Similar sounds were coming from Wilson’s right flank but he had
no time to check Taryn’s progress, and knowing that Captain America was on her
right and had probably already filleted his fair share of zombies without
breaking a sweat, there was no need.

So he yanked his Kershaw free and, sidestepping the
resulting blood spurt and patter of wet gray matter, hauled back and sent one
of his steel-toed boots hurtling forward in a shallow arc on a collision course
with the prone Z’s exposed temple. A split second before impact a thought
crossed his mind. Either he was about to land a bone crunching death blow or he
would miss entirely and look like Charlie Brown duped yet again by his nemesis.

Thankfully, but with unintended consequence, the former came
to fruition. Upon impact a live wire shiver coursed up Wilson’s tibia and
fibula, shot through his femur—the biggest bone in the human body—and like they
were components of a desk top kinetic sculpture, set his testicles crashing
violently against each other. The resulting nausea doubled him over and, as he watched
the semi-aware rotter go limp and crash to the forest floor, horizontal, its
skull a miasma of tattered flesh and crushed bone, he caught sight of his lover
making quick economical thrusts with her black blade.

***

Max’s barking caught Brook’s attention and by the time she
had crossed the clearing he was waiting for her, stubby tail twitching, a
knowing tilt to his head. After yawning widely the multicolored Shepherd spun
a one-eighty and padded into the forest, undoubtedly taking her to Cade.

***

A short while later, after performing some bushwhacking of
her own, she heard the distinct sound of a first turn carrying over the top of
muffled voices. She snugged her carbine to her shoulder, slowed her pace, and
made every effort to slip through the brush ninja-quiet. She’d only traveled a
few more paces towards the commotion when the voices became recognizable. And a
few short steps after that the beaten game trail spilled into the tiny clearing
near the inner perimeter fence, where she saw Cade, Taryn, and Wilson milling
about a scene of utter carnage.

She greeted the trio and surveyed the aftermath. To her left
was a middle-aged male rotter that had inexplicably gotten over the fence and
now lay face down, its skull wildly misshapen and leaking black blood and
viscous spinal fluid. Hanging on the fence nearby was another male first turn,
scrambled brains oozed from a small slit in the center of its bald head. Blood
had pooled shiny and black on the leaves near its feet and, adding to the
spreading puddle, slender, saliva-like strands dripped from its open maw. On
the opposite side of the loosely strung wire fence were five more corpses.
Three lay on the ground, arms and legs askew, each with a gaping hole where an
eye had been. Pathetically, the other two Zs which were the source of the dry
rasps were stuck fast on sharpened stakes jutting from the ground. They hissed
and reached for Max as they marched in place, their bare feet digging shallow furrows
into the dirt.

Looking at Cade who was sitting a dozen feet away, back
propped against a tree, Brook said, “You going to finish the job?”

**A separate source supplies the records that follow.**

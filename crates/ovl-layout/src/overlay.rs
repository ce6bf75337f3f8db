#![forbid(unsafe_code)]

//! Full overlay composition.
//!
//! [`compose_overlay`] runs filter → de-duplicate → shuffle → plan and
//! resolves every placement to its image in the same pass. Renderers read
//! `placement.image` directly and never re-derive the shuffle.
//!
//! [`OverlaySession`] models one display session: the seed is taken once
//! from a [`SeedProvider`], and the layout is recomputed only when the
//! candidate list, the config, or the seed changes.

use ovl_core::{SeedProvider, SeededGenerator, shuffle_in_place, unique_candidates};

use crate::config::LayoutConfig;
use crate::planner::{Placement, plan_placements_with};

/// A placement paired with the image reference it shows.
#[derive(Debug, Clone, PartialEq)]
#[cfg_attr(feature = "serde", derive(serde::Serialize))]
pub struct ResolvedPlacement {
    #[cfg_attr(feature = "serde", serde(flatten))]
    pub placement: Placement,
    pub image: String,
}

/// Everything a renderer needs for one overlay.
#[derive(Debug, Clone, PartialEq, Default)]
#[cfg_attr(feature = "serde", derive(serde::Serialize))]
pub struct OverlayLayout {
    pub seed: u64,
    /// Unique candidates in shuffled order; `image_index` points here.
    pub images: Vec<String>,
    pub placements: Vec<ResolvedPlacement>,
    pub target_count: usize,
    pub max_avatars: usize,
    pub skipped_slots: usize,
    pub attempts: u64,
}

impl OverlayLayout {
    /// Image at a shuffled position, if any.
    #[must_use]
    pub fn image(&self, image_index: usize) -> Option<&str> {
        self.images.get(image_index).map(String::as_str)
    }

    #[inline]
    #[must_use]
    pub fn is_empty(&self) -> bool {
        self.placements.is_empty()
    }
}

/// Build a resolved overlay from raw candidate references.
///
/// Invalid references are dropped, duplicates collapse to their first
/// occurrence, and an empty result yields an empty layout. One generator
/// seeded with `seed` shuffles the candidates and then drives the placement
/// search.
pub fn compose_overlay<I, S>(candidates: I, seed: u64, config: &LayoutConfig) -> OverlayLayout
where
    I: IntoIterator<Item = S>,
    S: AsRef<str>,
{
    let mut images = unique_candidates(candidates);
    let mut rng = SeededGenerator::new(seed);
    shuffle_in_place(&mut images, &mut rng);
    let outcome = plan_placements_with(images.len(), seed, &mut rng, config);

    let placements = outcome
        .placements
        .iter()
        .filter_map(|placement| {
            images.get(placement.image_index).map(|image| ResolvedPlacement {
                placement: *placement,
                image: image.clone(),
            })
        })
        .collect();

    OverlayLayout {
        seed,
        images,
        placements,
        target_count: outcome.target_count,
        max_avatars: outcome.max_avatars,
        skipped_slots: outcome.skipped_slots,
        attempts: outcome.attempts,
    }
}

#[derive(Debug)]
struct CachedLayout {
    candidates: Vec<String>,
    layout: OverlayLayout,
}

/// One display session: a fixed seed and a memoized layout.
#[derive(Debug)]
pub struct OverlaySession<P> {
    provider: P,
    seed: u64,
    config: LayoutConfig,
    cached: Option<CachedLayout>,
    computations: u64,
}

impl<P: SeedProvider> OverlaySession<P> {
    /// Start a session, drawing its seed from `provider`.
    pub fn new(mut provider: P, config: LayoutConfig) -> Self {
        let seed = provider.seed();
        ovl_core::debug!(seed, "overlay session started");
        Self {
            provider,
            seed,
            config,
            cached: None,
            computations: 0,
        }
    }

    #[inline]
    #[must_use]
    pub fn seed(&self) -> u64 {
        self.seed
    }

    #[inline]
    #[must_use]
    pub fn config(&self) -> &LayoutConfig {
        &self.config
    }

    /// How many times a layout has actually been computed.
    #[inline]
    #[must_use]
    pub fn computations(&self) -> u64 {
        self.computations
    }

    /// Layout for `candidates`, reusing the last one when nothing changed.
    pub fn layout<S: AsRef<str>>(&mut self, candidates: &[S]) -> &OverlayLayout {
        let cached = match self.cached.take() {
            Some(cached)
                if cached
                    .candidates
                    .iter()
                    .map(String::as_str)
                    .eq(candidates.iter().map(|c| c.as_ref())) =>
            {
                cached
            }
            _ => {
                self.computations += 1;
                ovl_core::debug!(
                    seed = self.seed,
                    candidates = candidates.len(),
                    "recomputing overlay layout"
                );
                CachedLayout {
                    candidates: candidates.iter().map(|c| c.as_ref().to_owned()).collect(),
                    layout: compose_overlay(candidates, self.seed, &self.config),
                }
            }
        };
        &self.cached.insert(cached).layout
    }

    /// Draw a new seed and drop the cached layout.
    pub fn reseed(&mut self) -> u64 {
        self.seed = self.provider.seed();
        self.cached = None;
        self.seed
    }

    /// Replace the config and drop the cached layout.
    pub fn set_config(&mut self, config: LayoutConfig) {
        self.config = config;
        self.cached = None;
    }
}

#[cfg(test)]
mod tests {
    use super::*;
    use ovl_core::{FixedSeed, shuffled_candidates};

    struct Sequence(Vec<u64>);

    impl SeedProvider for Sequence {
        fn seed(&mut self) -> u64 {
            if self.0.is_empty() { 0 } else { self.0.remove(0) }
        }
    }

    #[test]
    fn reference_example_resolves_images() {
        let layout = compose_overlay(
            ["/a.png", "/a.png", "/b.jpg", "not-a-url"],
            12345,
            &LayoutConfig::default(),
        );
        assert_eq!(layout.images, vec!["/b.jpg", "/a.png"]);
        assert_eq!(layout.target_count, 23);
        assert_eq!(layout.placements.len(), 2);
        assert_eq!(layout.placements[0].image, "/b.jpg");
        assert_eq!(layout.placements[1].image, "/a.png");
    }

    #[test]
    fn empty_candidates_give_empty_layout() {
        let layout = compose_overlay(Vec::<String>::new(), 1, &LayoutConfig::default());
        assert!(layout.is_empty());
        assert!(layout.images.is_empty());
        assert_eq!(layout.attempts, 0);

        let layout = compose_overlay(["", "nope", "//x"], 1, &LayoutConfig::default());
        assert!(layout.is_empty());
    }

    #[test]
    fn resolved_image_matches_rederived_shuffle() {
        let candidates: Vec<String> = (0..30).map(|i| format!("/team/{i}.webp")).collect();
        let layout = compose_overlay(&candidates, 4242, &LayoutConfig::default());
        let rederived = shuffled_candidates(&candidates, 4242);
        assert_eq!(layout.images, rederived);
        for resolved in &layout.placements {
            assert_eq!(resolved.image, rederived[resolved.placement.image_index]);
            assert_eq!(layout.image(resolved.placement.image_index), Some(resolved.image.as_str()));
        }
    }

    #[test]
    fn placement_search_follows_the_shuffle_on_one_stream() {
        let candidates = ["/a.png", "/b.jpg", "/c.gif", "/d.svg", "/e.webp"];
        let config = LayoutConfig::default();
        let layout = compose_overlay(candidates, 31337, &config);
        let planned = crate::plan_placements(layout.images.len(), 31337, &config);
        let from_layout: Vec<Placement> =
            layout.placements.iter().map(|r| r.placement).collect();
        assert_eq!(from_layout, planned.placements);
    }

    #[test]
    fn first_image_is_not_tied_to_first_column_half() {
        // The first shuffle swap and the first x come from different draws.
        let config = LayoutConfig::default();
        let mut agree = 0;
        for seed in 0..500 {
            let layout = compose_overlay(["/a.png", "/b.jpg"], seed, &config);
            let first = &layout.placements[0];
            if (first.placement.x < 16.5) == (first.image == "/b.jpg") {
                agree += 1;
            }
        }
        assert!((200..=300).contains(&agree), "agree = {agree}");
    }

    #[test]
    fn session_memoizes_until_candidates_change() {
        let mut session = OverlaySession::new(FixedSeed(12345), LayoutConfig::default());
        let first = session.layout(&["/a.png", "/b.jpg"]).clone();
        let again = session.layout(&["/a.png", "/b.jpg"]).clone();
        assert_eq!(first, again);
        assert_eq!(session.computations(), 1);

        session.layout(&["/a.png", "/b.jpg", "/c.gif"]);
        assert_eq!(session.computations(), 2);
    }

    #[test]
    fn session_reseed_invalidates() {
        let mut session = OverlaySession::new(Sequence(vec![1, 2]), LayoutConfig::default());
        assert_eq!(session.seed(), 1);
        let candidates = ["/a.png", "/b.png", "/c.png"];
        session.layout(&candidates);
        assert_eq!(session.reseed(), 2);
        let layout = session.layout(&candidates).clone();
        assert_eq!(layout.seed, 2);
        assert_eq!(session.computations(), 2);
    }

    #[test]
    fn session_config_change_invalidates() {
        let mut session = OverlaySession::new(FixedSeed(9), LayoutConfig::default());
        session.layout(&["/a.png"]);
        session.set_config(LayoutConfig {
            max_attempts: 1,
            ..LayoutConfig::default()
        });
        session.layout(&["/a.png"]);
        assert_eq!(session.computations(), 2);
        assert_eq!(session.config().max_attempts, 1);
    }
}
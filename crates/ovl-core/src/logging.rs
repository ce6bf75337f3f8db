#![forbid(unsafe_code)]

//! Logging and tracing support.
//!
//! With the `tracing` feature the usual `tracing` macros are re-exported.
//! Without it, same-named no-op macros keep planner call sites compiling
//! and cost nothing at runtime.

#[cfg(feature = "tracing")]
pub use tracing::{debug, debug_span, info, trace, warn};

#[cfg(not(feature = "tracing"))]
mod noop_macros {
    /// No-op debug macro when tracing is disabled.
    #[macro_export]
    macro_rules! debug {
        ($($arg:tt)*) => {};
    }

    /// No-op debug_span macro when tracing is disabled.
    #[macro_export]
    macro_rules! debug_span {
        ($($arg:tt)*) => {
            $crate::logging::NoopSpan
        };
    }

    #[macro_export]
    macro_rules! info {
        ($($arg:tt)*) => {};
    }

    #[macro_export]
    macro_rules! trace {
        ($($arg:tt)*) => {};
    }

    #[macro_export]
    macro_rules! warn {
        ($($arg:tt)*) => {};
    }
}

/// Stand-in for a span when tracing is compiled out.
#[cfg(not(feature = "tracing"))]
pub struct NoopSpan;

#[cfg(not(feature = "tracing"))]
impl NoopSpan {
    /// Enter the span. Does nothing.
    pub fn enter(&self) -> NoopGuard {
        NoopGuard
    }
}

/// Guard returned by [`NoopSpan::enter`].
#[cfg(not(feature = "tracing"))]
pub struct NoopGuard;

“Let’s wait a minute and see if they have any undead friends
roving around between the wire. Then we’ll cross over and take care of these
two and see how they got here.”

Rocking her head side-to-side as if to say
Six of one,
half a dozen of another
, Brook made her way past Taryn and Wilson who, so
engrossed in each other, had barely noticed her arrival. She sat down hard on
the ground next to Cade and nodded at the pair of wire-scaling Zs. “Those two
your doing?” she asked.

“No. They’re Wilson’s kills,” said Cade. He finished
cleaning his blade and slid it in its sheath. Then, squinting against a bar of
light infiltrating the forest canopy, he looked up at Brook and added softly,
“I put down the naked woman there.” He paused for a second, felt Brook’s eyes
boring into him, and also claimed as his the undead little girl crumpled in the
dirt near the naked corpse. He threw a shiver at the sight of her. The one-eyed
stare, alabaster skin and dainty hands and feet made her look more like one of
Raven’s old American Girl dolls than a twice-dead toddler.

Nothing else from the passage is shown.